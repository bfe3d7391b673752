//! Microphone input for the recognizer
//!
//! [`AudioCapture`] records 16kHz mono from the default input device into a
//! bounded buffer that the capture thread drains every tick and feeds to the
//! utterance segmenter.

use std::collections::VecDeque;
use std::sync::{Arc, Mutex, PoisonError};

use cpal::traits::{DeviceTrait, HostTrait, StreamTrait};
use cpal::{Device, SampleRate, Stream, StreamConfig};

use crate::{Error, Result};

/// Rate the transcription API expects
pub const SAMPLE_RATE: u32 = 16000;

/// Samples kept when nobody drains the buffer (30 seconds)
const MAX_BUFFERED: usize = SAMPLE_RATE as usize * 30;

type SharedSamples = Arc<Mutex<VecDeque<f32>>>;

/// Records the default microphone
///
/// The cpal stream is not `Send`, so a capture must stay on the thread that
/// created it.
pub struct AudioCapture {
    device: Device,
    config: StreamConfig,
    samples: SharedSamples,
    stream: Option<Stream>,
}

impl AudioCapture {
    /// Open the default microphone at [`SAMPLE_RATE`]
    ///
    /// Devices without a mono mode are opened with their first channel count
    /// that supports the rate and mixed down.
    ///
    /// # Errors
    ///
    /// Returns a permission error if there is no microphone, or an audio
    /// error if it cannot record at 16kHz
    pub fn new() -> Result<Self> {
        let device = cpal::default_host()
            .default_input_device()
            .ok_or_else(|| Error::Permission("no microphone available".to_string()))?;

        let rate = SampleRate(SAMPLE_RATE);
        let mut ranges: Vec<_> = device
            .supported_input_configs()
            .map_err(|e| Error::Audio(e.to_string()))?
            .filter(|c| c.min_sample_rate() <= rate && c.max_sample_rate() >= rate)
            .collect();
        ranges.sort_by_key(cpal::SupportedStreamConfigRange::channels);

        let config = ranges
            .into_iter()
            .next()
            .ok_or_else(|| Error::Audio("microphone cannot record at 16kHz".to_string()))?
            .with_sample_rate(rate)
            .config();

        tracing::debug!(
            device = device.name().unwrap_or_default(),
            channels = config.channels,
            "microphone opened"
        );

        Ok(Self {
            device,
            config,
            samples: Arc::default(),
            stream: None,
        })
    }

    /// Begin recording; calling it again while recording does nothing
    ///
    /// # Errors
    ///
    /// Returns error if the input stream cannot be built or started
    pub fn start(&mut self) -> Result<()> {
        if self.stream.is_some() {
            return Ok(());
        }

        let samples = Arc::clone(&self.samples);
        let channels = usize::from(self.config.channels.max(1));
        let stream = self
            .device
            .build_input_stream(
                &self.config,
                move |data: &[f32], _: &cpal::InputCallbackInfo| {
                    append_mono(&samples, data, channels);
                },
                |err| tracing::error!(error = %err, "microphone stream error"),
                None,
            )
            .map_err(|e| Error::Audio(e.to_string()))?;

        stream.play().map_err(|e| Error::Audio(e.to_string()))?;
        self.stream = Some(stream);
        tracing::debug!("microphone recording");
        Ok(())
    }

    /// Stop recording and release the device stream
    pub fn stop(&mut self) {
        if self.stream.take().is_some() {
            tracing::debug!("microphone released");
        }
    }

    /// Remove and return everything recorded since the last drain
    #[must_use]
    pub fn drain(&self) -> Vec<f32> {
        lock(&self.samples).drain(..).collect()
    }

    /// Copy of the buffered samples, left in place
    #[must_use]
    pub fn snapshot(&self) -> Vec<f32> {
        lock(&self.samples).iter().copied().collect()
    }

    pub fn clear(&self) {
        lock(&self.samples).clear();
    }
}

fn lock(samples: &SharedSamples) -> std::sync::MutexGuard<'_, VecDeque<f32>> {
    samples.lock().unwrap_or_else(PoisonError::into_inner)
}

/// Average interleaved frames to mono and append, dropping the oldest
/// samples past [`MAX_BUFFERED`]
#[allow(clippy::cast_precision_loss)]
fn append_mono(samples: &SharedSamples, data: &[f32], channels: usize) {
    let mut buffer = lock(samples);
    if channels == 1 {
        buffer.extend(data);
    } else {
        buffer.extend(
            data.chunks(channels)
                .map(|frame| frame.iter().sum::<f32>() / frame.len() as f32),
        );
    }

    let excess = buffer.len().saturating_sub(MAX_BUFFERED);
    buffer.drain(..excess);
}

/// Root-mean-square level of a block, 0.0 for an empty block
#[allow(clippy::cast_precision_loss)]
#[must_use]
pub fn rms_energy(samples: &[f32]) -> f32 {
    if samples.is_empty() {
        return 0.0;
    }
    let power = samples.iter().map(|s| s * s).sum::<f32>() / samples.len() as f32;
    power.sqrt()
}

/// Encode mono samples as a 16-bit PCM WAV file for upload
///
/// # Errors
///
/// Returns error if WAV encoding fails
pub fn samples_to_wav(samples: &[f32], sample_rate: u32) -> Result<Vec<u8>> {
    let spec = hound::WavSpec {
        channels: 1,
        sample_rate,
        bits_per_sample: 16,
        sample_format: hound::SampleFormat::Int,
    };
    let wav_error = |e: hound::Error| Error::Audio(format!("WAV encoding failed: {e}"));

    let mut wav = std::io::Cursor::new(Vec::with_capacity(44 + samples.len() * 2));
    let mut writer = hound::WavWriter::new(&mut wav, spec).map_err(wav_error)?;
    for &sample in samples {
        #[allow(clippy::cast_possible_truncation)]
        let pcm = (sample.clamp(-1.0, 1.0) * f32::from(i16::MAX)) as i16;
        writer.write_sample(pcm).map_err(wav_error)?;
    }
    writer.finalize().map_err(wav_error)?;

    Ok(wav.into_inner())
}

#[cfg(test)]
mod tests {
    use super::*;

    #[test]
    fn energy_of_silence_and_tone() {
        assert!(rms_energy(&[0.0; 100]) < 0.001);
        assert!(rms_energy(&[0.5; 100]) > 0.4);
        assert!(rms_energy(&[]).abs() < f32::EPSILON);
    }

    #[test]
    fn wav_has_riff_header() {
        let wav = samples_to_wav(&[0.0; 160], SAMPLE_RATE).unwrap();
        assert_eq!(&wav[0..4], b"RIFF");
        assert_eq!(&wav[8..12], b"WAVE");
        // 44-byte header plus 2 bytes per sample
        assert_eq!(wav.len(), 44 + 320);
    }

    #[test]
    fn stereo_frames_are_mixed_down() {
        let samples = SharedSamples::default();
        append_mono(&samples, &[0.2, 0.4, -1.0, 1.0], 2);

        let mono: Vec<f32> = lock(&samples).iter().copied().collect();
        assert_eq!(mono.len(), 2);
        assert!((mono[0] - 0.3).abs() < 1e-6);
        assert!(mono[1].abs() < 1e-6);
    }

    #[test]
    fn buffer_keeps_only_the_newest_samples() {
        let samples = SharedSamples::default();
        append_mono(&samples, &vec![0.0; MAX_BUFFERED], 1);
        append_mono(&samples, &[0.5; 10], 1);

        let buffer = lock(&samples);
        assert_eq!(buffer.len(), MAX_BUFFERED);
        assert!((buffer[MAX_BUFFERED - 1] - 0.5).abs() < f32::EPSILON);
    }
}
// trajectory-service-rs/src/detect.rs
// Format detection: classify a data-source path into a known format tag
// A read-only probe; failure to classify is "skip this source", never fatal

use std::fmt;
use std::fs;
use std::path::Path;
use std::str::FromStr;

use serde_json::Value;

use crate::error::LoadError;

/// Tags for the closed set of supported trajectory formats.
#[derive(Debug, Clone, Copy, PartialEq, Eq)]
pub enum FormatTag {
    /// Directory-based columnar dataset container (HuggingFace save_to_disk layout)
    HuggingFace,
    /// Single JSON document of REBEL step-log records
    RebelJson,
}

impl FormatTag {
    pub fn as_str(&self) -> &'static str {
        match self {
            FormatTag::HuggingFace => "huggingface",
            FormatTag::RebelJson => "rebel_json",
        }
    }
}

impl fmt::Display for FormatTag {
    fn fmt(&self, f: &mut fmt::Formatter<'_>) -> fmt::Result {
        f.write_str(self.as_str())
    }
}

impl FromStr for FormatTag {
    type Err = LoadError;

    fn from_str(s: &str) -> Result<Self, Self::Err> {
        match s {
            "huggingface" => Ok(FormatTag::HuggingFace),
            "rebel_json" => Ok(FormatTag::RebelJson),
            other => Err(LoadError::UnsupportedFormat(other.to_string())),
        }
    }
}

/// Classify a path into a known format tag, or `None` if unrecognized.
///
/// - A directory holding both `dataset_info.json` and `state.json` is the
///   columnar dataset format.
/// - A `.json` file whose top-level value is a non-empty array whose first
///   element is an object with keys `task`, `done` and `data` is the REBEL
///   step-log format. This requires loading the full document, which is
///   accepted as the format-inference cost.
///
/// Read or parse errors during probing degrade to `None`.
pub fn detect_format(path: &Path) -> Option<FormatTag> {
    if path.is_dir() {
        if path.join("dataset_info.json").is_file() && path.join("state.json").is_file() {
            return Some(FormatTag::HuggingFace);
        }
    } else if path.is_file() && path.extension().map_or(false, |ext| ext == "json") {
        match probe_rebel_json(path) {
            Ok(true) => return Some(FormatTag::RebelJson),
            Ok(false) => {}
            Err(e) => {
                tracing::debug!("format probe failed for {}: {}", path.display(), e);
            }
        }
    }
    None
}

fn probe_rebel_json(path: &Path) -> Result<bool, LoadError> {
    let text = fs::read_to_string(path).map_err(|e| LoadError::io(path, e))?;
    let value: Value = serde_json::from_str(&text).map_err(|e| LoadError::json(path, e))?;

    let first = match value.as_array().and_then(|items| items.first()) {
        Some(first) => first,
        None => return Ok(false),
    };
    let record = match first.as_object() {
        Some(record) => record,
        None => return Ok(false),
    };

    Ok(record.contains_key("task") && record.contains_key("done") && record.contains_key("data"))
}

YOUR INSTRUCTIONS: Only the lines from the beginning of the material to the line containing "use std::collections::VecDeque;" should be echoed, verbatim and in full.

ANSWER TO THE EXERCISE:
repository bfe3d7391b673752
//! Microphone input for the recognizer
//!
//! [`AudioCapture`] records 16kHz mono from the default input device into a
//! bounded buffer that the capture thread drains every tick and feeds to the
//! utterance segmenter.

use std::collections::VecDeque;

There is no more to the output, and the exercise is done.